In what it says is a move against ‘lager lout’ culture, cult brewer BrewDog has launched This.Is.Lager, a 4.7% abv pilsner designed to offer lager drinkers a craft beer alternative to the mass-produced norm.
According to the producer, Scotland’s largest independent brewery, This.Is.Lager is brewed with 100% malt and ten times the hops of most commercial lagers, and “takes the lager style back to its roots”.
“This.Is.Lager. redefines a beer style that has for so long been defined by shallow, listless beers undeserving of the name,” states James Watt, cofounder at BrewDog.
“Lager is often demonised or derided as the choice drink of chavs and louts, which is the result of laddish marketing that diverts attention away from taste and enjoyment and undermines the potential of lager as a creative and artisanal beer style.”
BrewDog, and its founders James Watt and Martin Dickie, have grabbed the headlines around the world with their uncompromising, and frequently controversial approach to the marketing of their much-admired beer range.
“For years, global breweries have spent millions convincing the British public that lager is a beer style best served as fizzy, tasteless liquid cardboard propped up by snappy straplines, glamorous advertising or counterfeit stories of foreign provenance,” Watt continues.
“We hope to perpetuate a movement of craft breweries blazing a new trail for lager, proving it’s a misunderstood, neglected beer style.”
The packaging for This.Is.Lager was designed by Manchester-based United Creatives.
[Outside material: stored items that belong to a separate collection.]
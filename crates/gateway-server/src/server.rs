//! HTTP(S) listener.

use axum_server::tls_rustls::RustlsConfig;
use gateway_config::ConfigError;
use gateway_telemetry::TelemetryError;
use std::{net::SocketAddr, path::PathBuf};
use tracing::{info, warn};

use crate::{
    routes::create_router,
    shutdown::{shutdown_signal, SHUTDOWN_GRACE},
    state::AppState,
};

/// Errors raised while building state or serving
#[derive(Debug, thiserror::Error)]
pub enum ServerError {
    /// Invalid configuration
    #[error("configuration error: {0}")]
    Config(#[from] ConfigError),

    /// Telemetry could not be initialized
    #[error("telemetry error: {0}")]
    Telemetry(#[from] TelemetryError),

    /// State could not be assembled
    #[error("setup error: {0}")]
    Setup(String),

    /// Bad listen address
    #[error("invalid listen address '{0}'")]
    Address(String),

    /// Socket or certificate I/O failure
    #[error("I/O error: {0}")]
    Io(#[from] std::io::Error),
}

/// Certificate and key, PEM encoded
#[derive(Debug, Clone)]
pub struct TlsFiles {
    /// Certificate chain
    pub cert: PathBuf,
    /// Private key
    pub key: PathBuf,
}

/// Listener configuration
#[derive(Debug, Clone)]
pub struct ServerConfig {
    /// Bind host
    pub host: String,
    /// Bind port
    pub port: u16,
    /// TLS files; plain HTTP when absent
    pub tls: Option<TlsFiles>,
}

impl Default for ServerConfig {
    fn default() -> Self {
        Self {
            host: "0.0.0.0".to_string(),
            port: gateway_config::schema::DEFAULT_PLAIN_PORT,
            tls: None,
        }
    }
}

impl ServerConfig {
    /// Default listener
    #[must_use]
    pub fn new() -> Self {
        Self::default()
    }

    /// Listener matching the server section of the configuration file
    pub fn from_config(config: &gateway_config::ServerConfig) -> Self {
        let tls = config.tls_enabled().then(|| TlsFiles {
            cert: PathBuf::from(&config.tls_cert_file),
            key: PathBuf::from(&config.tls_key_file),
        });
        Self {
            host: config.host.clone(),
            port: config.port(),
            tls,
        }
    }

    /// Set host
    #[must_use]
    pub fn with_host(mut self, host: impl Into<String>) -> Self {
        self.host = host.into();
        self
    }

    /// Set port
    #[must_use]
    pub fn with_port(mut self, port: u16) -> Self {
        self.port = port;
        self
    }

    /// Serve over TLS
    #[must_use]
    pub fn with_tls(mut self, cert: impl Into<PathBuf>, key: impl Into<PathBuf>) -> Self {
        self.tls = Some(TlsFiles {
            cert: cert.into(),
            key: key.into(),
        });
        self
    }

    /// Socket address to bind
    pub fn socket_addr(&self) -> Result<SocketAddr, ServerError> {
        let addr = format!("{}:{}", self.host, self.port);
        addr.parse().map_err(|_| ServerError::Address(addr))
    }
}

/// The router server
#[derive(Debug)]
pub struct Server {
    config: ServerConfig,
    state: AppState,
}

impl Server {
    /// Create a server
    pub fn new(config: ServerConfig, state: AppState) -> Self {
        Self { config, state }
    }

    /// Serve until a shutdown signal arrives
    pub async fn run(self) -> Result<(), ServerError> {
        let addr = self.config.socket_addr()?;
        let app = create_router(self.state);

        match self.config.tls {
            Some(tls) => {
                let rustls = RustlsConfig::from_pem_file(&tls.cert, &tls.key).await?;
                let handle = axum_server::Handle::new();

                let shutdown = handle.clone();
                tokio::spawn(async move {
                    shutdown_signal().await;
                    shutdown.graceful_shutdown(Some(SHUTDOWN_GRACE));
                });

                info!(%addr, "Listening with TLS");
                axum_server::bind_rustls(addr, rustls)
                    .handle(handle)
                    .serve(app.into_make_service())
                    .await?;
            }
            None => {
                warn!(%addr, "TLS is not configured; serving plain HTTP");
                let listener = tokio::net::TcpListener::bind(addr).await?;
                axum::serve(listener, app)
                    .with_graceful_shutdown(async {
                        shutdown_signal().await;
                    })
                    .await?;
            }
        }

        info!("Server stopped");
        Ok(())
    }
}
In summer 2014, BrewDog introduced new packaging across its range, designed to place the emphasis on the quality and hand-crafted nature of the beers.
The company employed one of the UK’s few remaining letterpress studios to hand-print its designs using 100 year-old metal and wood letter blocks, using a thick, uncoated paper and applying layers of ink to enhance the personality and character of the bottles.
The company also added beer styles to each product name and tasting notes on the caps to help guide newcomers to craft beer, as well as adding a three-word tag-line to each of the beers as a brief summary of their individual style.
“If we can redefine lager in the UK, we will redefine our relationship with alcohol,” claims Watt.
“We can actually start to reverse binge-drinking trends currently being tackled by toothless and misguided legislative proposals unlikely to ever see the light of day anyway.
“With the volume-driven industry leaders trying to pull the wool over drinkers’ eyes and the government trying to legislate their way out of a media-disaster cul-de-sac, it’s time we treated drinkers like adults and gave them an alternative to stack ’em high sell ’em cheap beers with no soul or taste.”